---- MATERIAL FOR THIS TASK

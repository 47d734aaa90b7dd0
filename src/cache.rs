//! Incremental-scan cache keyed by file metadata fingerprints.
//!
//! One JSON document holds three independent maps: per-session permission
//! stats, per-session agent-id mappings, and per-agent-file stats. An entry
//! is valid only while the source file's fingerprint still matches; a
//! schema version mismatch or parse failure discards the whole cache
//! rather than trusting it partially.
//!
//! Fingerprints are derived from mtime + size, not file contents. A write
//! that preserves both within the mtime resolution window is silently
//! missed; that approximation is what keeps cache validation free of
//! full-file reads.

use std::collections::HashMap;
use std::collections::hash_map::DefaultHasher;
use std::hash::{Hash, Hasher};
use std::path::{Path, PathBuf};
use std::time::UNIX_EPOCH;

use chrono::{DateTime, Utc};
use serde::{Deserialize, Serialize};

use crate::Result;
use crate::stats::PermissionStats;

/// Bump when any cached payload shape changes; old caches are rebuilt.
pub const CACHE_VERSION: u32 = 3;

/// Metadata-derived change-detection key for one file.
#[derive(Clone, Debug, PartialEq, Eq, Hash, Serialize, Deserialize)]
pub struct Fingerprint(String);

impl Fingerprint {
    /// Fingerprint the file at `path` from its current mtime and size.
    pub fn of(path: &Path) -> Result<Self> {
        let meta = std::fs::metadata(path)?;
        let mtime_nanos = meta
            .modified()?
            .duration_since(UNIX_EPOCH)
            .map(|d| d.as_nanos())
            .unwrap_or(0);

        let mut hasher = DefaultHasher::new();
        mtime_nanos.hash(&mut hasher);
        meta.len().hash(&mut hasher);
        Ok(Self(format!("{:016x}", hasher.finish())))
    }
}

#[derive(Clone, Debug, Serialize, Deserialize)]
#[serde(rename_all = "camelCase")]
struct SessionEntry {
    fingerprint: Fingerprint,
    stats: Vec<PermissionStats>,
}

#[derive(Clone, Debug, Serialize, Deserialize)]
#[serde(rename_all = "camelCase")]
struct AgentMappingEntry {
    fingerprint: Fingerprint,
    /// agent id -> declared agent type
    mappings: HashMap<String, String>,
}

#[derive(Clone, Debug, Serialize, Deserialize)]
#[serde(rename_all = "camelCase")]
struct AgentSessionEntry {
    fingerprint: Fingerprint,
    stats: Vec<PermissionStats>,
    #[serde(default)]
    last_seen: Option<DateTime<Utc>>,
}

/// The on-disk scan cache.
#[derive(Debug, Serialize, Deserialize)]
#[serde(rename_all = "camelCase")]
pub struct UsageCache {
    version: u32,
    #[serde(default)]
    sessions: HashMap<PathBuf, SessionEntry>,
    #[serde(default)]
    agent_mappings: HashMap<PathBuf, AgentMappingEntry>,
    #[serde(default)]
    agent_sessions: HashMap<PathBuf, AgentSessionEntry>,
    #[serde(skip)]
    dirty: bool,
}

impl Default for UsageCache {
    fn default() -> Self {
        Self {
            version: CACHE_VERSION,
            sessions: HashMap::new(),
            agent_mappings: HashMap::new(),
            agent_sessions: HashMap::new(),
            dirty: false,
        }
    }
}

impl UsageCache {
    /// Load the cache from `path`.
    ///
    /// Never fails: a missing file, unparseable JSON, or stale schema
    /// version all yield a fresh empty cache.
    pub fn load(path: &Path) -> Self {
        let data = match std::fs::read_to_string(path) {
            Ok(data) => data,
            Err(_) => return Self::default(),
        };

        match serde_json::from_str::<Self>(&data) {
            Ok(cache) if cache.version == CACHE_VERSION => cache,
            Ok(cache) => {
                tracing::debug!(
                    found = cache.version,
                    expected = CACHE_VERSION,
                    "Discarding cache with stale schema version"
                );
                Self::default()
            }
            Err(e) => {
                tracing::warn!(path = %path.display(), error = %e, "Discarding unreadable cache");
                Self::default()
            }
        }
    }

    /// Persist the cache to `path` if anything changed this run.
    ///
    /// An all-hits run writes nothing.
    pub fn save(&self, path: &Path) -> Result<()> {
        if !self.dirty {
            return Ok(());
        }

        if let Some(parent) = path.parent() {
            std::fs::create_dir_all(parent)?;
        }
        std::fs::write(path, serde_json::to_string(self)?)?;
        Ok(())
    }

    /// Whether any `set_*` call happened since load.
    pub fn is_dirty(&self) -> bool {
        self.dirty
    }

    /// Cached session stats, if the file at `path` is unchanged.
    pub fn session_stats(&self, path: &Path) -> Option<Vec<PermissionStats>> {
        let current = Fingerprint::of(path).ok()?;
        let entry = self.sessions.get(path)?;
        (entry.fingerprint == current).then(|| entry.stats.clone())
    }

    pub fn set_session_stats(&mut self, path: &Path, stats: Vec<PermissionStats>) {
        let Ok(fingerprint) = Fingerprint::of(path) else {
            return;
        };
        self.sessions
            .insert(path.to_path_buf(), SessionEntry { fingerprint, stats });
        self.dirty = true;
    }

    /// Cached agent-id mappings, if the file at `path` is unchanged.
    pub fn agent_mappings(&self, path: &Path) -> Option<HashMap<String, String>> {
        let current = Fingerprint::of(path).ok()?;
        let entry = self.agent_mappings.get(path)?;
        (entry.fingerprint == current).then(|| entry.mappings.clone())
    }

    pub fn set_agent_mappings(&mut self, path: &Path, mappings: HashMap<String, String>) {
        let Ok(fingerprint) = Fingerprint::of(path) else {
            return;
        };
        self.agent_mappings.insert(
            path.to_path_buf(),
            AgentMappingEntry {
                fingerprint,
                mappings,
            },
        );
        self.dirty = true;
    }

    /// Cached agent-file stats and last-seen, if the file is unchanged.
    pub fn agent_session(
        &self,
        path: &Path,
    ) -> Option<(Vec<PermissionStats>, Option<DateTime<Utc>>)> {
        let current = Fingerprint::of(path).ok()?;
        let entry = self.agent_sessions.get(path)?;
        (entry.fingerprint == current).then(|| (entry.stats.clone(), entry.last_seen))
    }

    pub fn set_agent_session(
        &mut self,
        path: &Path,
        stats: Vec<PermissionStats>,
        last_seen: Option<DateTime<Utc>>,
    ) {
        let Ok(fingerprint) = Fingerprint::of(path) else {
            return;
        };
        self.agent_sessions.insert(
            path.to_path_buf(),
            AgentSessionEntry {
                fingerprint,
                stats,
                last_seen,
            },
        );
        self.dirty = true;
    }
}

#[cfg(test)]
mod tests {
    use super::*;
    use crate::signature::PermissionSignature;
    use tempfile::TempDir;

    fn sample_stats() -> Vec<PermissionStats> {
        let mut stats = PermissionStats::new(PermissionSignature::parse("Bash(git:*)"));
        stats.count = 4;
        vec![stats]
    }

    #[test]
    fn test_fingerprint_stable_for_unchanged_file() {
        let dir = TempDir::new().unwrap();
        let file = dir.path().join("a.jsonl");
        std::fs::write(&file, "line\n").unwrap();

        assert_eq!(Fingerprint::of(&file).unwrap(), Fingerprint::of(&file).unwrap());
    }

    #[test]
    fn test_fingerprint_changes_with_size() {
        let dir = TempDir::new().unwrap();
        let file = dir.path().join("a.jsonl");
        std::fs::write(&file, "line\n").unwrap();
        let before = Fingerprint::of(&file).unwrap();

        std::fs::write(&file, "line\nmore\n").unwrap();
        assert_ne!(before, Fingerprint::of(&file).unwrap());
    }

    #[test]
    fn test_hit_only_while_unchanged() {
        let dir = TempDir::new().unwrap();
        let file = dir.path().join("a.jsonl");
        std::fs::write(&file, "one\n").unwrap();

        let mut cache = UsageCache::default();
        cache.set_session_stats(&file, sample_stats());
        assert!(cache.session_stats(&file).is_some());

        std::fs::write(&file, "one\ntwo\n").unwrap();
        assert!(cache.session_stats(&file).is_none());
    }

    #[test]
    fn test_miss_for_missing_file() {
        let dir = TempDir::new().unwrap();
        let cache = UsageCache::default();
        assert!(cache.session_stats(&dir.path().join("gone.jsonl")).is_none());
    }

    #[test]
    fn test_save_skipped_when_clean() {
        let dir = TempDir::new().unwrap();
        let cache_path = dir.path().join("perms-cache.json");

        let cache = UsageCache::default();
        cache.save(&cache_path).unwrap();
        assert!(!cache_path.exists());
    }

    #[test]
    fn test_save_load_round_trip() {
        let dir = TempDir::new().unwrap();
        let file = dir.path().join("a.jsonl");
        std::fs::write(&file, "one\n").unwrap();
        let cache_path = dir.path().join("perms-cache.json");

        let mut cache = UsageCache::default();
        cache.set_session_stats(&file, sample_stats());
        assert!(cache.is_dirty());
        cache.save(&cache_path).unwrap();

        let reloaded = UsageCache::load(&cache_path);
        assert!(!reloaded.is_dirty());
        let stats = reloaded.session_stats(&file).unwrap();
        assert_eq!(stats[0].count, 4);
    }

    #[test]
    fn test_version_mismatch_discards() {
        let dir = TempDir::new().unwrap();
        let cache_path = dir.path().join("perms-cache.json");
        std::fs::write(
            &cache_path,
            r#"{"version":1,"sessions":{},"agentMappings":{},"agentSessions":{}}"#,
        )
        .unwrap();

        let cache = UsageCache::load(&cache_path);
        assert_eq!(cache.version, CACHE_VERSION);
        assert!(cache.sessions.is_empty());
    }

    #[test]
    fn test_corrupt_cache_discards() {
        let dir = TempDir::new().unwrap();
        let cache_path = dir.path().join("perms-cache.json");
        std::fs::write(&cache_path, "{not json").unwrap();

        let cache = UsageCache::load(&cache_path);
        assert!(cache.sessions.is_empty());
    }

    #[test]
    fn test_agent_maps_independent() {
        let dir = TempDir::new().unwrap();
        let file = dir.path().join("s.jsonl");
        std::fs::write(&file, "x\n").unwrap();

        let mut cache = UsageCache::default();
        cache.set_agent_mappings(
            &file,
            HashMap::from([("agent-1".to_string(), "Explore".to_string())]),
        );

        assert!(cache.session_stats(&file).is_none());
        let mappings = cache.agent_mappings(&file).unwrap();
        assert_eq!(mappings["agent-1"], "Explore");
    }
}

--------

_ABOUT THIS EXERCISE_
Among the entries above, find every line holding "parent" and copy it.

_ANSWER FOR THIS EXERCISE_
        if let Some(parent) = path.parent() {
            std::fs::create_dir_all(parent)?;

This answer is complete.